● **To do**: The entries below must be restated word for word.

● **Extracted material**:
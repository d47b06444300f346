//! Artifact naming and generation: every submission leaves behind the raw
//! report document plus a PDF and a machine-readable XML rendering of the
//! validation outcome, all sharing one deterministic file stem.

use crate::config::StorageConfig;
use crate::error::Result;
use crate::finding::Finding;
use chrono::{DateTime, Utc};
use quick_xml::events::{BytesDecl, BytesEnd, BytesStart, BytesText, Event};
use quick_xml::Writer;
use std::path::{Path, PathBuf};
use uuid::Uuid;

const RESULT_NAMESPACE: &str = "http://schemas.reportsink.io/SubmissionResult/v01";

/// Everything the status documents need to describe an outcome.
#[derive(Debug, Clone)]
pub struct StatusReport {
    pub token: Uuid,
    pub report_code: String,
    pub report_period: String,
    pub undertaking: String,
    pub submitted_at: DateTime<Utc>,
    pub completed_at: DateTime<Utc>,
    pub accepted: bool,
    pub findings: Vec<Finding>,
}

/// Shared stem for all artifacts of one submission:
/// `{report}_{bank}_{period}_{timestamp}_{status row id}` with dashes in
/// the period flattened to underscores.
pub fn file_stem(
    report_code: &str,
    bank_code: &str,
    period_info: &str,
    submitted_at: DateTime<Utc>,
    status_row_id: i64,
) -> String {
    format!(
        "{}_{}_{}_{}_{}",
        report_code,
        bank_code,
        period_info.replace('-', "_"),
        submitted_at.format("%Y%m%dT%H%M%S"),
        status_row_id,
    )
}

#[derive(Debug, Clone)]
pub struct ArtifactStore {
    report_dir: PathBuf,
    status_dir: PathBuf,
}

impl ArtifactStore {
    pub fn new(config: &StorageConfig) -> Self {
        Self {
            report_dir: PathBuf::from(&config.report_dir),
            status_dir: PathBuf::from(&config.status_dir),
        }
    }

    pub fn report_path(&self, stem: &str) -> PathBuf {
        self.report_dir.join(format!("{stem}.xml"))
    }

    pub fn spreadsheet_path(&self, stem: &str) -> PathBuf {
        self.report_dir.join(format!("{stem}.xlsx"))
    }

    pub fn pdf_path(&self, stem: &str) -> PathBuf {
        self.status_dir.join(format!("{stem}.pdf"))
    }

    pub fn status_xml_path(&self, stem: &str) -> PathBuf {
        self.status_dir.join(format!("{stem}_result.xml"))
    }

    pub async fn save_report(&self, stem: &str, content: &[u8]) -> Result<PathBuf> {
        tokio::fs::create_dir_all(&self.report_dir).await?;
        let path = self.report_path(stem);
        tokio::fs::write(&path, content).await?;
        Ok(path)
    }

    pub async fn save_status_xml(&self, stem: &str, report: &StatusReport) -> Result<PathBuf> {
        tokio::fs::create_dir_all(&self.status_dir).await?;
        let path = self.status_xml_path(stem);
        let content = render_status_xml(report)?;
        tokio::fs::write(&path, content).await?;
        Ok(path)
    }

    pub async fn ensure_status_dir(&self) -> Result<()> {
        tokio::fs::create_dir_all(&self.status_dir).await?;
        Ok(())
    }
}

/// Paths produced so far for one submission. On a failed commit each one is
/// removed on its own so a single failing delete cannot strand the rest.
#[derive(Debug, Clone, Default)]
pub struct ArtifactPaths {
    pub report: Option<PathBuf>,
    pub pdf: Option<PathBuf>,
    pub status_xml: Option<PathBuf>,
}

impl ArtifactPaths {
    pub fn cleanup(&self) {
        remove_quietly(self.report.as_deref());
        remove_quietly(self.pdf.as_deref());
        remove_quietly(self.status_xml.as_deref());
    }
}

fn remove_quietly(path: Option<&Path>) {
    let Some(path) = path else {
        return;
    };
    match std::fs::remove_file(path) {
        Ok(()) => {}
        Err(err) if err.kind() == std::io::ErrorKind::NotFound => {}
        Err(err) => {
            tracing::warn!(
                target: "reportsink::artifacts",
                event = "artifact_cleanup_failed",
                path = %path.display(),
                error = %err,
            );
        }
    }
}

/// Renders the machine-readable submission result document.
pub fn render_status_xml(report: &StatusReport) -> Result<Vec<u8>> {
    let mut writer = Writer::new_with_indent(Vec::new(), b' ', 2);

    writer.write_event(Event::Decl(BytesDecl::new("1.0", Some("utf-8"), None)))?;

    let mut root = BytesStart::new("SubmissionResult");
    root.push_attribute(("xmlns", RESULT_NAMESPACE));
    writer.write_event(Event::Start(root))?;

    writer.write_event(Event::Start(BytesStart::new("SubmissionInfo")))?;
    write_text_element(&mut writer, "SubmissionToken", &report.token.to_string())?;
    write_text_element(&mut writer, "ReportCode", &report.report_code)?;
    write_text_element(&mut writer, "ReportPeriod", &report.report_period)?;
    write_text_element(&mut writer, "Undertaking", &report.undertaking)?;
    write_text_element(
        &mut writer,
        "SubmissionTime",
        &report.submitted_at.to_rfc3339(),
    )?;
    write_text_element(
        &mut writer,
        "ResponseTime",
        &report.completed_at.to_rfc3339(),
    )?;
    write_text_element(
        &mut writer,
        "SubmissionStatus",
        if report.accepted { "ACPT" } else { "RJCT" },
    )?;
    writer.write_event(Event::End(BytesEnd::new("SubmissionInfo")))?;

    writer.write_event(Event::Start(BytesStart::new("ProcessingResult")))?;
    for finding in &report.findings {
        writer.write_event(Event::Start(BytesStart::new("ValidationRule")))?;
        write_text_element(&mut writer, "Id", &finding.code)?;
        write_text_element(&mut writer, "Desc", &finding.full_description())?;
        if let Some(formula) = finding.formula.as_deref() {
            write_text_element(&mut writer, "Formula", formula)?;
        }
        if let Some(description) = finding.formula_description.as_deref() {
            write_text_element(&mut writer, "FormulaDesc", description)?;
        }
        if let Some(result) = finding.formula_result.as_deref() {
            write_text_element(&mut writer, "FormulaResult", result)?;
        }
        write_text_element(&mut writer, "Severity", finding.severity.as_str())?;
        writer.write_event(Event::End(BytesEnd::new("ValidationRule")))?;
    }
    writer.write_event(Event::End(BytesEnd::new("ProcessingResult")))?;

    writer.write_event(Event::End(BytesEnd::new("SubmissionResult")))?;

    Ok(writer.into_inner())
}

fn write_text_element<W: std::io::Write>(
    writer: &mut Writer<W>,
    name: &str,
    value: &str,
) -> Result<()> {
    writer.write_event(Event::Start(BytesStart::new(name)))?;
    writer.write_event(Event::Text(BytesText::new(value)))?;
    writer.write_event(Event::End(BytesEnd::new(name)))?;
    Ok(())
}

#[cfg(test)]
mod tests {
    use super::*;

    #[test]
    fn stem_flattens_period_dashes() {
        let submitted = DateTime::parse_from_rfc3339("2017-12-05T14:30:09Z")
            .unwrap()
            .with_timezone(&Utc);
        let stem = file_stem("FRP", "100001", "2017-12", submitted, 42);
        assert_eq!(stem, "FRP_100001_2017_12_20171205T143009_42");
    }
}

● **Exercise result**:
repository d47b06444300f346
//! Artifact naming and generation: every submission leaves behind the raw
//! report document plus a PDF and a machine-readable XML rendering of the
//! validation outcome, all sharing one deterministic file stem.

use crate::config::StorageConfig;
use crate::error::Result;
use crate::finding::Finding;
use chrono::{DateTime, Utc};
use quick_xml::events::{BytesDecl, BytesEnd, BytesStart, BytesText, Event};
use quick_xml::Writer;
use std::path::{Path, PathBuf};
use uuid::Uuid;

const RESULT_NAMESPACE: &str = "http://schemas.reportsink.io/SubmissionResult/v01";

/// Everything the status documents need to describe an outcome.
#[derive(Debug, Clone)]
pub struct StatusReport {
    pub token: Uuid,
    pub report_code: String,
    pub report_period: String,
    pub undertaking: String,
    pub submitted_at: DateTime<Utc>,
    pub completed_at: DateTime<Utc>,
    pub accepted: bool,
    pub findings: Vec<Finding>,
}

/// Shared stem for all artifacts of one submission:
/// `{report}_{bank}_{period}_{timestamp}_{status row id}` with dashes in
/// the period flattened to underscores.
pub fn file_stem(
    report_code: &str,
    bank_code: &str,
    period_info: &str,
    submitted_at: DateTime<Utc>,
    status_row_id: i64,
) -> String {
    format!(
        "{}_{}_{}_{}_{}",
        report_code,
        bank_code,
        period_info.replace('-', "_"),
        submitted_at.format("%Y%m%dT%H%M%S"),
        status_row_id,
    )
}

#[derive(Debug, Clone)]
pub struct ArtifactStore {
    report_dir: PathBuf,
    status_dir: PathBuf,
}

impl ArtifactStore {
    pub fn new(config: &StorageConfig) -> Self {
        Self {
            report_dir: PathBuf::from(&config.report_dir),
            status_dir: PathBuf::from(&config.status_dir),
        }
    }

    pub fn report_path(&self, stem: &str) -> PathBuf {
        self.report_dir.join(format!("{stem}.xml"))
    }

    pub fn spreadsheet_path(&self, stem: &str) -> PathBuf {
        self.report_dir.join(format!("{stem}.xlsx"))
    }

    pub fn pdf_path(&self, stem: &str) -> PathBuf {
        self.status_dir.join(format!("{stem}.pdf"))
    }

    pub fn status_xml_path(&self, stem: &str) -> PathBuf {
        self.status_dir.join(format!("{stem}_result.xml"))
    }

    pub async fn save_report(&self, stem: &str, content: &[u8]) -> Result<PathBuf> {
        tokio::fs::create_dir_all(&self.report_dir).await?;
        let path = self.report_path(stem);
        tokio::fs::write(&path, content).await?;
        Ok(path)
    }

    pub async fn save_status_xml(&self, stem: &str, report: &StatusReport) -> Result<PathBuf> {
        tokio::fs::create_dir_all(&self.status_dir).await?;
        let path = self.status_xml_path(stem);
        let content = render_status_xml(report)?;
        tokio::fs::write(&path, content).await?;
        Ok(path)
    }

    pub async fn ensure_status_dir(&self) -> Result<()> {
        tokio::fs::create_dir_all(&self.status_dir).await?;
        Ok(())
    }
}

/// Paths produced so far for one submission. On a failed commit each one is
/// removed on its own so a single failing delete cannot strand the rest.
#[derive(Debug, Clone, Default)]
pub struct ArtifactPaths {
    pub report: Option<PathBuf>,
    pub pdf: Option<PathBuf>,
    pub status_xml: Option<PathBuf>,
}

impl ArtifactPaths {
    pub fn cleanup(&self) {
        remove_quietly(self.report.as_deref());
        remove_quietly(self.pdf.as_deref());
        remove_quietly(self.status_xml.as_deref());
    }
}

fn remove_quietly(path: Option<&Path>) {
    let Some(path) = path else {
        return;
    };
    match std::fs::remove_file(path) {
        Ok(()) => {}
        Err(err) if err.kind() == std::io::ErrorKind::NotFound => {}
        Err(err) => {
            tracing::warn!(
                target: "reportsink::artifacts",
                event = "artifact_cleanup_failed",
                path = %path.display(),
                error = %err,
            );
        }
    }
}

/// Renders the machine-readable submission result document.
pub fn render_status_xml(report: &StatusReport) -> Result<Vec<u8>> {
    let mut writer = Writer::new_with_indent(Vec::new(), b' ', 2);

    writer.write_event(Event::Decl(BytesDecl::new("1.0", Some("utf-8"), None)))?;

    let mut root = BytesStart::new("SubmissionResult");
    root.push_attribute(("xmlns", RESULT_NAMESPACE));
    writer.write_event(Event::Start(root))?;

    writer.write_event(Event::Start(BytesStart::new("SubmissionInfo")))?;
    write_text_element(&mut writer, "SubmissionToken", &report.token.to_string())?;
    write_text_element(&mut writer, "ReportCode", &report.report_code)?;
    write_text_element(&mut writer, "ReportPeriod", &report.report_period)?;
    write_text_element(&mut writer, "Undertaking", &report.undertaking)?;
    write_text_element(
        &mut writer,
        "SubmissionTime",
        &report.submitted_at.to_rfc3339(),
    )?;
    write_text_element(
        &mut writer,
        "ResponseTime",
        &report.completed_at.to_rfc3339(),
    )?;
    write_text_element(
        &mut writer,
        "SubmissionStatus",
        if report.accepted { "ACPT" } else { "RJCT" },
    )?;
    writer.write_event(Event::End(BytesEnd::new("SubmissionInfo")))?;

    writer.write_event(Event::Start(BytesStart::new("ProcessingResult")))?;
    for finding in &report.findings {
        writer.write_event(Event::Start(BytesStart::new("ValidationRule")))?;
        write_text_element(&mut writer, "Id", &finding.code)?;
        write_text_element(&mut writer, "Desc", &finding.full_description())?;
        if let Some(formula) = finding.formula.as_deref() {
            write_text_element(&mut writer, "Formula", formula)?;
        }
        if let Some(description) = finding.formula_description.as_deref() {
            write_text_element(&mut writer, "FormulaDesc", description)?;
        }
        if let Some(result) = finding.formula_result.as_deref() {
            write_text_element(&mut writer, "FormulaResult", result)?;
        }
        write_text_element(&mut writer, "Severity", finding.severity.as_str())?;
        writer.write_event(Event::End(BytesEnd::new("ValidationRule")))?;
    }
    writer.write_event(Event::End(BytesEnd::new("ProcessingResult")))?;

    writer.write_event(Event::End(BytesEnd::new("SubmissionResult")))?;

    Ok(writer.into_inner())
}

fn write_text_element<W: std::io::Write>(
    writer: &mut Writer<W>,
    name: &str,
    value: &str,
) -> Result<()> {
    writer.write_event(Event::Start(BytesStart::new(name)))?;
    writer.write_event(Event::Text(BytesText::new(value)))?;
    writer.write_event(Event::End(BytesEnd::new(name)))?;
    Ok(())
}

#[cfg(test)]
mod tests {
    use super::*;

    #[test]
    fn stem_flattens_period_dashes() {
        let submitted = DateTime::parse_from_rfc3339("2017-12-05T14:30:09Z")
            .unwrap()
            .with_timezone(&Utc);
        let stem = file_stem("FRP", "100001", "2017-12", submitted, 42);
        assert_eq!(stem, "FRP_100001_2017_12_20171205T143009_42");
    }
}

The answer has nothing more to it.